How to Run Before Breakfast to Burn Fat

Skipping breakfast and hitting the road or treadmill instead could be one of the best things you do for your fat-loss progress. According to research from Northumbria University, UK, people who ran on a treadmill before eating anything in the morning burned on average 20 percent more fat than those who exercised after eating. Just make sure you run at the right intensity and fuel up properly the night before.

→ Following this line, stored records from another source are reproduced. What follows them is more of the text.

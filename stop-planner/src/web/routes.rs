//! HTTP route handlers.

use askama::Template;
use axum::{
    Json, Router,
    extract::{Query, State},
    http::{HeaderMap, StatusCode, header},
    response::{Html, IntoResponse, Response},
    routing::get,
};
use chrono::Utc;
use tower_http::services::ServeDir;
use tower_http::trace::TraceLayer;
use tracing::{error, warn};

use crate::export::{ExportError, export_filename, stops_to_csv};
use crate::planner::{PlanError, PlanRequest, PlanResult, Planner};

use super::dto::*;
use super::state::AppState;
use super::templates::*;

/// Create the application router.
///
/// `static_dir` is the path to the static assets directory.
pub fn create_router(state: AppState, static_dir: &str) -> Router {
    Router::new()
        .route("/", get(index_page))
        .route("/health", get(health))
        .route("/plan-route", get(plan_route))
        .nest_service("/static", ServeDir::new(static_dir))
        .layer(TraceLayer::new_for_http())
        .with_state(state)
}

/// Health check endpoint.
async fn health() -> &'static str {
    "ok"
}

/// Index page with the route form.
async fn index_page() -> impl IntoResponse {
    Html(
        IndexTemplate
            .render()
            .unwrap_or_else(|e| format!("Template error: {}", e)),
    )
}

/// Check if request accepts HTML.
fn accepts_html(headers: &HeaderMap) -> bool {
    headers
        .get(header::ACCEPT)
        .and_then(|v| v.to_str().ok())
        .is_some_and(|accept| accept.contains("text/html"))
}

/// Pick the response format: explicit query value first, then HTML for
/// browsers, otherwise the spreadsheet download.
fn negotiate_format(requested: Option<OutputFormat>, headers: &HeaderMap) -> OutputFormat {
    requested.unwrap_or(if accepts_html(headers) {
        OutputFormat::Html
    } else {
        OutputFormat::Csv
    })
}

/// Plan stops along a route.
async fn plan_route(
    State(state): State<AppState>,
    headers: HeaderMap,
    Query(req): Query<PlanRouteRequest>,
) -> Result<Response, AppError> {
    let coordinates = req
        .coordinates
        .as_deref()
        .filter(|c| !c.trim().is_empty())
        .ok_or_else(|| AppError::BadRequest {
            message: "Please provide coordinates.".to_string(),
        })?;

    let request = PlanRequest::parse(coordinates, req.waypoints.as_deref())?;

    let planner = Planner::new(state.routes.as_ref(), state.speeds.as_ref(), &state.config);
    let result = planner.plan(&request).await?;

    match negotiate_format(req.format, &headers) {
        OutputFormat::Csv => csv_response(&result),
        OutputFormat::Json => Ok(Json(PlanRouteResponse::from_result(&result)).into_response()),
        OutputFormat::Html => {
            let html = StopTableTemplate::from_result(&result)
                .render()
                .map_err(|e| AppError::Internal {
                    message: format!("Template error: {}", e),
                })?;
            Ok(Html(html).into_response())
        }
    }
}

/// Render the plan as a CSV attachment.
fn csv_response(result: &PlanResult) -> Result<Response, AppError> {
    let body = stops_to_csv(&result.stops)?;
    let filename = export_filename(Utc::now());

    Ok((
        [
            (header::CONTENT_TYPE, "text/csv; charset=utf-8".to_string()),
            (
                header::CONTENT_DISPOSITION,
                format!("attachment; filename=\"{filename}\""),
            ),
        ],
        body,
    )
        .into_response())
}

/// Application error type.
#[derive(Debug)]
pub enum AppError {
    BadRequest { message: String },
    BadGateway { message: String },
    Internal { message: String },
}

impl From<PlanError> for AppError {
    fn from(e: PlanError) -> Self {
        match e {
            PlanError::InvalidInput(_) => AppError::BadRequest {
                message: e.to_string(),
            },
            PlanError::RouteUnavailable(_) => AppError::BadGateway {
                message: "Could not get route data.".to_string(),
            },
        }
    }
}

impl From<ExportError> for AppError {
    fn from(e: ExportError) -> Self {
        AppError::Internal {
            message: e.to_string(),
        }
    }
}

impl IntoResponse for AppError {
    fn into_response(self) -> Response {
        let (status, message) = match self {
            AppError::BadRequest { message } => (StatusCode::BAD_REQUEST, message),
            AppError::BadGateway { message } => (StatusCode::BAD_GATEWAY, message),
            AppError::Internal { message } => (StatusCode::INTERNAL_SERVER_ERROR, message),
        };

        if status.is_server_error() {
            error!(%status, %message, "request failed");
        } else {
            warn!(%status, %message, "request rejected");
        }

        let body = Json(ErrorResponse { error: message });
        (status, body).into_response()
    }
}
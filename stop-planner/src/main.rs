use std::sync::Arc;

use tracing::info;
use tracing_subscriber::EnvFilter;

use stop_planner::cache::{CachedGeocoder, GeocodeCacheConfig};
use stop_planner::config::AppConfig;
use stop_planner::geocode::{NominatimClient, NominatimConfig};
use stop_planner::osrm::{OsrmClient, OsrmConfig};
use stop_planner::planner::StopConfig;
use stop_planner::speed::{JurisdictionSpeedResolver, SpeedLimitTable};
use stop_planner::web::{AppState, create_router};

#[tokio::main]
async fn main() {
    tracing_subscriber::fmt()
        .with_env_filter(
            EnvFilter::try_from_default_env()
                .unwrap_or_else(|_| EnvFilter::new("stop_planner=info,tower_http=info")),
        )
        .init();

    let config = AppConfig::from_env();

    // Speed limits are loaded once and never change (fail fast if missing)
    let table = SpeedLimitTable::load(&config.speed_limits_path)
        .expect("Failed to load speed limit table")
        .with_default(config.default_speed_mph);
    info!(
        jurisdictions = table.len(),
        path = %config.speed_limits_path,
        "loaded speed limits"
    );

    let osrm_config = OsrmConfig::new(&config.user_agent).with_base_url(&config.osrm_base_url);
    let osrm = OsrmClient::new(osrm_config).expect("Failed to create OSRM client");

    let nominatim_config =
        NominatimConfig::new(&config.user_agent).with_base_url(&config.nominatim_base_url);
    let nominatim =
        NominatimClient::new(nominatim_config).expect("Failed to create Nominatim client");
    let geocoder = CachedGeocoder::new(nominatim, &GeocodeCacheConfig::default());

    let speeds = JurisdictionSpeedResolver::new(geocoder, Arc::new(table))
        .with_timeout(config.lookup_timeout);

    let stop_config = StopConfig {
        initial_speed_mph: config.default_speed_mph,
        ..StopConfig::default()
    };

    let state = AppState::new(osrm, speeds, stop_config);
    let app = create_router(state, &config.static_dir);

    let addr = config.bind_addr;
    info!("Stop Planner listening on http://{addr}");
    info!("  GET  /health      - Health check");
    info!("  GET  /plan-route  - Plan stops (?coordinates=lat,lon;lat,lon&format=csv|json|html)");

    let listener = tokio::net::TcpListener::bind(addr)
        .await
        .expect("Failed to bind listener");
    axum::serve(listener, app).await.expect("Server error");
}
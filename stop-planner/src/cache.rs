//! Caching layer for reverse-geocoding lookups.
//!
//! Long routes trigger a lookup at every automatic stop, and repeated
//! plans along the same corridor ask about the same places. Points are
//! bucketed to a fixed grid (0.01° by default, the precision stops are
//! reported at) to bound cache cardinality.
//!
//! Only successful lookups are cached, so a transient failure is retried
//! on the next request.

use std::time::Duration;

use moka::future::Cache as MokaCache;

use crate::domain::Point;
use crate::geocode::{LookupError, ReverseGeocoder};

/// Cache key: point scaled by the grid resolution and rounded.
type GridKey = (i32, i32);

/// Configuration for the geocode cache.
#[derive(Debug, Clone)]
pub struct GeocodeCacheConfig {
    /// TTL for cached entries.
    pub ttl: Duration,

    /// Maximum number of cached entries.
    pub max_capacity: u64,

    /// Grid cells per degree.
    pub cells_per_degree: f64,
}

impl Default for GeocodeCacheConfig {
    fn default() -> Self {
        Self {
            ttl: Duration::from_secs(24 * 60 * 60),
            max_capacity: 10_000,
            cells_per_degree: 100.0,
        }
    }
}

/// Reverse geocoder with caching.
///
/// Wraps any `ReverseGeocoder` and memoises jurisdiction names by grid cell.
pub struct CachedGeocoder<G> {
    inner: G,
    cache: MokaCache<GridKey, String>,
    cells_per_degree: f64,
}

impl<G> CachedGeocoder<G> {
    /// Create a new cached geocoder.
    pub fn new(inner: G, config: &GeocodeCacheConfig) -> Self {
        let cache = MokaCache::builder()
            .time_to_live(config.ttl)
            .max_capacity(config.max_capacity)
            .build();

        Self {
            inner,
            cache,
            cells_per_degree: config.cells_per_degree,
        }
    }

    /// Grid cell containing a point.
    fn grid_key(&self, point: Point) -> GridKey {
        (
            (point.lat() * self.cells_per_degree).round() as i32,
            (point.lon() * self.cells_per_degree).round() as i32,
        )
    }

    /// Access the wrapped geocoder.
    pub fn inner(&self) -> &G {
        &self.inner
    }

    /// Get cache statistics (for monitoring).
    ///
    /// Moka applies pending writes lazily, so the count can lag briefly.
    pub fn entry_count(&self) -> u64 {
        self.cache.entry_count()
    }

    /// Invalidate all cached entries.
    pub fn invalidate_all(&self) {
        self.cache.invalidate_all();
    }
}

impl<G: ReverseGeocoder + Sync> ReverseGeocoder for CachedGeocoder<G> {
    async fn reverse_geocode(&self, point: Point) -> Result<String, LookupError> {
        let key = self.grid_key(point);

        if let Some(cached) = self.cache.get(&key).await {
            return Ok(cached);
        }

        let jurisdiction = self.inner.reverse_geocode(point).await?;
        self.cache.insert(key, jurisdiction.clone()).await;

        Ok(jurisdiction)
    }
}
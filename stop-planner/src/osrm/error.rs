//! OSRM client error types.

/// Errors from the OSRM route client.
#[derive(Debug, thiserror::Error)]
pub enum RouteError {
    /// HTTP request failed (network error, timeout, etc.)
    #[error("HTTP error: {0}")]
    Http(#[from] reqwest::Error),

    /// API returned an error status code
    #[error("API error {status}: {message}")]
    Api { status: u16, message: String },

    /// JSON deserialization failed
    #[error("JSON parse error: {message}")]
    Json { message: String },

    /// OSRM answered but could not route between the locations
    #[error("no route found ({code}): {message}")]
    NoRoute { code: String, message: String },

    /// Route geometry contained an unusable coordinate
    #[error("invalid geometry: {0}")]
    InvalidGeometry(String),
}

#[cfg(test)]
mod tests {
    use super::*;

    #[test]
    fn error_display() {
        let err = RouteError::Api {
            status: 429,
            message: "Too Many Requests".into(),
        };
        assert_eq!(err.to_string(), "API error 429: Too Many Requests");

        let err = RouteError::NoRoute {
            code: "NoRoute".into(),
            message: "Impossible route between points".into(),
        };
        assert_eq!(
            err.to_string(),
            "no route found (NoRoute): Impossible route between points"
        );
    }
}
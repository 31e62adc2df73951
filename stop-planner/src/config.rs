//! Server configuration from environment.

use std::collections::HashMap;
use std::net::SocketAddr;
use std::time::Duration;

/// Process-level configuration.
#[derive(Debug, Clone)]
pub struct AppConfig {
    /// Address to listen on
    pub bind_addr: SocketAddr,
    /// OSRM server base URL
    pub osrm_base_url: String,
    /// Nominatim server base URL
    pub nominatim_base_url: String,
    /// Path to the jurisdiction → mph JSON table
    pub speed_limits_path: String,
    /// Speed for jurisdictions missing from the table (including lookups
    /// that failed)
    pub default_speed_mph: f64,
    /// Time allowed for each jurisdiction lookup
    pub lookup_timeout: Duration,
    /// `User-Agent` sent to external services
    pub user_agent: String,
    /// Directory served under `/static`
    pub static_dir: String,
}

impl Default for AppConfig {
    fn default() -> Self {
        Self {
            bind_addr: SocketAddr::from(([127, 0, 0, 1], 3000)),
            osrm_base_url: "http://router.project-osrm.org".to_string(),
            nominatim_base_url: "https://nominatim.openstreetmap.org".to_string(),
            speed_limits_path: "data/speed_limits.json".to_string(),
            default_speed_mph: 60.0,
            lookup_timeout: Duration::from_secs(10),
            user_agent: concat!("stop-planner/", env!("CARGO_PKG_VERSION")).to_string(),
            static_dir: "static".to_string(),
        }
    }
}

impl AppConfig {
    /// Read configuration from the process environment.
    pub fn from_env() -> Self {
        Self::from_vars(std::env::vars().collect())
    }

    /// Build configuration from a variable map. Unset or unparseable
    /// values fall back to the defaults.
    pub fn from_vars(vars: HashMap<String, String>) -> Self {
        let defaults = Self::default();
        let get = |key: &str| vars.get(key).filter(|v| !v.trim().is_empty()).cloned();

        Self {
            bind_addr: get("STOP_PLANNER_ADDR")
                .and_then(|s| s.parse().ok())
                .unwrap_or(defaults.bind_addr),
            osrm_base_url: get("OSRM_BASE_URL").unwrap_or(defaults.osrm_base_url),
            nominatim_base_url: get("NOMINATIM_BASE_URL").unwrap_or(defaults.nominatim_base_url),
            speed_limits_path: get("SPEED_LIMITS_PATH").unwrap_or(defaults.speed_limits_path),
            default_speed_mph: get("DEFAULT_SPEED_MPH")
                .and_then(|s| s.parse().ok())
                .filter(|mph: &f64| mph.is_finite() && *mph > 0.0)
                .unwrap_or(defaults.default_speed_mph),
            lookup_timeout: get("LOOKUP_TIMEOUT_SECS")
                .and_then(|s| s.parse().ok())
                .map(Duration::from_secs)
                .unwrap_or(defaults.lookup_timeout),
            user_agent: get("HTTP_USER_AGENT").unwrap_or(defaults.user_agent),
            static_dir: get("STATIC_DIR").unwrap_or(defaults.static_dir),
        }
    }
}
//! Geographic point type.

use std::fmt;

/// Error returned when a coordinate pair is malformed or out of range.
#[derive(Debug, Clone, PartialEq, Eq, thiserror::Error)]
#[error("invalid coordinate {input:?}: {reason}")]
pub struct InvalidPoint {
    input: String,
    reason: &'static str,
}

impl InvalidPoint {
    fn new(input: impl Into<String>, reason: &'static str) -> Self {
        Self {
            input: input.into(),
            reason,
        }
    }

    /// The text (or formatted values) that failed to parse.
    pub fn input(&self) -> &str {
        &self.input
    }
}

/// A (latitude, longitude) pair in degrees.
///
/// Latitude is always within `[-90, 90]` and longitude within `[-180, 180]`,
/// and both are finite. This type guarantees that by construction, so
/// distance calculations on `Point`s never see NaN input.
///
/// # Examples
///
/// ```
/// use stop_planner::domain::Point;
///
/// let p = Point::parse("51.5, -0.12").unwrap();
/// assert_eq!(p.lat(), 51.5);
/// assert_eq!(p.lon(), -0.12);
///
/// // Out of range latitude is rejected
/// assert!(Point::new(91.0, 0.0).is_err());
///
/// // Missing longitude is rejected
/// assert!(Point::parse("51.5").is_err());
/// ```
#[derive(Clone, Copy, PartialEq)]
pub struct Point {
    lat: f64,
    lon: f64,
}

impl Point {
    /// Create a point from latitude and longitude in degrees.
    pub fn new(lat: f64, lon: f64) -> Result<Self, InvalidPoint> {
        if !lat.is_finite() || !lon.is_finite() {
            return Err(InvalidPoint::new(
                format!("{lat},{lon}"),
                "coordinates must be finite numbers",
            ));
        }
        if !(-90.0..=90.0).contains(&lat) {
            return Err(InvalidPoint::new(
                format!("{lat},{lon}"),
                "latitude must be between -90 and 90",
            ));
        }
        if !(-180.0..=180.0).contains(&lon) {
            return Err(InvalidPoint::new(
                format!("{lat},{lon}"),
                "longitude must be between -180 and 180",
            ));
        }
        Ok(Self { lat, lon })
    }

    /// Create a point from a `[lon, lat]` pair, the GeoJSON axis order.
    pub fn from_lon_lat(lon: f64, lat: f64) -> Result<Self, InvalidPoint> {
        Self::new(lat, lon)
    }

    /// Parse a point from `"lat,lon"` text. Whitespace around either
    /// number is ignored.
    pub fn parse(s: &str) -> Result<Self, InvalidPoint> {
        let mut parts = s.split(',');
        let (Some(lat), Some(lon), None) = (parts.next(), parts.next(), parts.next()) else {
            return Err(InvalidPoint::new(s, "expected exactly two comma-separated numbers"));
        };

        let lat: f64 = lat
            .trim()
            .parse()
            .map_err(|_| InvalidPoint::new(s, "latitude is not a number"))?;
        let lon: f64 = lon
            .trim()
            .parse()
            .map_err(|_| InvalidPoint::new(s, "longitude is not a number"))?;

        Self::new(lat, lon).map_err(|e| InvalidPoint::new(s, e.reason))
    }

    /// Latitude in degrees.
    pub fn lat(&self) -> f64 {
        self.lat
    }

    /// Longitude in degrees.
    pub fn lon(&self) -> f64 {
        self.lon
    }

    /// Whether `other` lies within `tolerance` degrees of this point on
    /// both axes independently (a bounding box, not a radius).
    pub fn within_box(&self, other: &Point, tolerance: f64) -> bool {
        (self.lat - other.lat).abs() < tolerance && (self.lon - other.lon).abs() < tolerance
    }
}

impl fmt::Debug for Point {
    fn fmt(&self, f: &mut fmt::Formatter<'_>) -> fmt::Result {
        write!(f, "Point({}, {})", self.lat, self.lon)
    }
}

impl fmt::Display for Point {
    fn fmt(&self, f: &mut fmt::Formatter<'_>) -> fmt::Result {
        write!(f, "{},{}", self.lat, self.lon)
    }
}

/// Format a coordinate to exactly two decimal digits.
///
/// Rounds half away from zero on the exact binary value, the way browsers
/// format numbers with `toFixed(2)`: `35.125` is `"35.13"`, while `1.005`
/// (stored as `1.00499...`) is `"1.00"`. Negative zero prints as `"0.00"`.
pub fn format_coord(value: f64) -> String {
    if !value.is_finite() {
        return format!("{value:.2}");
    }

    // 64 places hold the exact expansion of anything >= 2^-8; smaller
    // magnitudes cannot reach the third decimal.
    let exact = format!("{:.64}", value.abs());
    let Some((whole, frac)) = exact.split_once('.') else {
        return format!("{value:.2}");
    };
    let frac = frac.as_bytes();

    let mut digits: Vec<u8> = whole.bytes().chain(frac[..2].iter().copied()).collect();
    if frac[2] >= b'5' {
        round_up(&mut digits);
    }

    let (whole, cents) = digits.split_at(digits.len() - 2);
    let sign = if value < 0.0 { "-" } else { "" };
    format!(
        "{sign}{}.{}",
        String::from_utf8_lossy(whole),
        String::from_utf8_lossy(cents)
    )
}

/// Add one to a string of ASCII decimal digits.
fn round_up(digits: &mut Vec<u8>) {
    for d in digits.iter_mut().rev() {
        if *d == b'9' {
            *d = b'0';
        } else {
            *d += 1;
            return;
        }
    }
    digits.insert(0, b'1');
}

#[cfg(test)]
mod tests {
    use super::*;

    #[test]
    fn parse_valid_points() {
        let p = Point::parse("40.7128,-74.0060").unwrap();
        assert_eq!(p.lat(), 40.7128);
        assert_eq!(p.lon(), -74.006);

        let p = Point::parse(" 0 , 0 ").unwrap();
        assert_eq!(p.lat(), 0.0);
        assert_eq!(p.lon(), 0.0);

        assert!(Point::parse("90,180").is_ok());
        assert!(Point::parse("-90,-180").is_ok());
    }

    #[test]
    fn reject_malformed_text() {
        assert!(Point::parse("").is_err());
        assert!(Point::parse("40.7").is_err());
        assert!(Point::parse("40.7,").is_err());
        assert!(Point::parse("40.7,-74.0,12").is_err());
        assert!(Point::parse("north,west").is_err());
        assert!(Point::parse("NaN,0").is_err());
        assert!(Point::parse("inf,0").is_err());
    }

    #[test]
    fn reject_out_of_range() {
        assert!(Point::new(90.1, 0.0).is_err());
        assert!(Point::new(-90.1, 0.0).is_err());
        assert!(Point::new(0.0, 180.5).is_err());
        assert!(Point::new(0.0, -180.5).is_err());
    }

    #[test]
    fn error_keeps_original_input() {
        let err = Point::parse("95,10").unwrap_err();
        assert_eq!(err.input(), "95,10");
        assert_eq!(
            err.to_string(),
            "invalid coordinate \"95,10\": latitude must be between -90 and 90"
        );
    }

    #[test]
    fn from_lon_lat_swaps_axes() {
        let p = Point::from_lon_lat(-74.0, 40.0).unwrap();
        assert_eq!(p.lat(), 40.0);
        assert_eq!(p.lon(), -74.0);
    }

    #[test]
    fn within_box_is_per_axis_and_strict() {
        let origin = Point::new(0.0, 0.0).unwrap();
        assert!(origin.within_box(&Point::new(0.04, 0.04).unwrap(), 0.05));
        assert!(!origin.within_box(&Point::new(0.04, 0.06).unwrap(), 0.05));
        assert!(!origin.within_box(&Point::new(0.06, 0.0).unwrap(), 0.05));
        assert!(!origin.within_box(&Point::new(0.0, 0.05).unwrap(), 0.05));
    }

    #[test]
    fn format_two_decimals() {
        assert_eq!(format_coord(0.0), "0.00");
        assert_eq!(format_coord(1.0), "1.00");
        assert_eq!(format_coord(40.7128), "40.71");
        assert_eq!(format_coord(-74.006), "-74.01");
        assert_eq!(format_coord(0.005), "0.01");
    }

    #[test]
    fn format_coord_rounds_exact_halves_away_from_zero() {
        // Exactly representable in binary, so these are true ties
        assert_eq!(format_coord(35.125), "35.13");
        assert_eq!(format_coord(-97.375), "-97.38");
        assert_eq!(format_coord(0.625), "0.63");
        assert_eq!(format_coord(-0.875), "-0.88");

        // Stored just below the half, so they round down
        assert_eq!(format_coord(1.005), "1.00");
        assert_eq!(format_coord(-2.675), "-2.67");

        assert_eq!(format_coord(9.999), "10.00");
        assert_eq!(format_coord(-179.999), "-180.00");
    }

    #[test]
    fn format_coord_drops_sign_of_negative_zero() {
        assert_eq!(format_coord(-0.0), "0.00");

        let p = Point::parse("-0,-0").unwrap();
        assert_eq!(format_coord(p.lat()), "0.00");
        assert_eq!(format_coord(p.lon()), "0.00");

        // A negative value that rounds to zero keeps its sign
        assert_eq!(format_coord(-0.001), "-0.00");
    }

    #[test]
    fn display_matches_parse_order() {
        let p = Point::new(12.5, -3.25).unwrap();
        assert_eq!(p.to_string(), "12.5,-3.25");
        assert_eq!(format!("{:?}", p), "Point(12.5, -3.25)");
    }
}

#[cfg(test)]
mod proptests {
    use super::*;
    use proptest::prelude::*;

    proptest! {
        /// Any in-range pair constructs and survives formatting then parsing
        #[test]
        fn in_range_always_parses(lat in -90.0f64..=90.0, lon in -180.0f64..=180.0) {
            let p = Point::new(lat, lon).unwrap();
            let reparsed = Point::parse(&p.to_string()).unwrap();
            prop_assert_eq!(reparsed, p);
        }

        /// Latitudes beyond the poles are always rejected
        #[test]
        fn polar_overflow_rejected(lat in 90.0001f64..1000.0, lon in -180.0f64..=180.0) {
            prop_assert!(Point::new(lat, lon).is_err());
            prop_assert!(Point::new(-lat, lon).is_err());
        }

        /// Formatted coordinates are within half a hundredth of the input
        #[test]
        fn format_coord_is_nearest_hundredth(value in -180.0f64..=180.0) {
            let text = format_coord(value);
            let (_, cents) = text.split_once('.').unwrap();
            prop_assert_eq!(cents.len(), 2);

            let parsed: f64 = text.parse().unwrap();
            prop_assert!((parsed - value).abs() <= 0.005 + 1e-9);
        }
    }
}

A woman jogs in the park in the morning. (Image: fatchoi/iStock/Getty Images)

Step 1

Keep the intensity high. Unfortunately, the idea that low-intensity cardio is best for fat loss still exists. Exercising at a lower percentage of your maximum heart rate does burn a higher proportion of calories from fat versus calories from carbs, but you burn far fewer calories overall, notes exercise physiologist and distance runner Travis Saunders. You're far better off pushing yourself on a shorter run of, say, 20 minutes, than a long, slow, steady hour-long plod.

Step 2

Ease yourself into pre-breakfast running. If you're used to running later in the day, or even just after breakfast, training fasted can be a shock to the system. Your blood sugar will be lower before breakfast, so you could feel dizzy, warns New York-based sports medicine expert Dr. Alexis Chiang Colvin.

Step 3

Take a partner with you the first few times you go out. Not only does this provide motivation to push yourself a little harder, but should you feel unwell having not eaten, you're not out there on your own.

Step 4

Incorporate intervals into your run. As you acclimatize to fasted running, you can increase the intensity to boost fat burn even more. Do this by adding intervals into every run. Running coach Melanie Schorr of Runners Connect in Boston recommends Fartlek training. This is a randomized form of intervals where you mix up your speeds between walking, slow jogging, moderate-paced running and all-out sprints.

Step 5

Have a solid meal two to three hours before bed the night before you run. A mixed meal containing protein, carbs and fat is best. Things like a lean steak with yams and broccoli, or bolognese whole-grain spaghetti are good choices. This will provide you with some energy for your morning run.

Step 6

Have a 5- to 10-gram serving of branched chain amino acids (BCAAs) and 1 to 2 grams of carnitine half an hour before you run, advise Joe Wuebben and Jim Stoppani, PhD of Muscle and Fitness. Carnitine can help maximize fat burn, while BCAAs help to preserve muscle mass. Muscle is important when losing fat, as the more muscle you have, the faster your metabolism has to work and the higher your daily calorie burn.

Step 7

Eat a breakfast composed of protein and carbohydrates when you've finished your run. This will help refuel your glycogen levels and give you energy for the day ahead. Try eggs on whole-grain toast, a smoothie made with protein powder and mixed fruit, low-fat natural yogurt with nuts and berries, or even a chicken salad. Just make sure whatever you have fits into your calorie allowance for the rest of the day.


Incorporate strength training and other forms of cardio into your weekly routine for maximum health and fat-loss benefits.


Check with your health care provider before starting a running program, and take things slow to begin with. Make sure you get clearance on introducing BCAAs and carnitine -- along with any other supplements you plan on taking -- into your daily diet.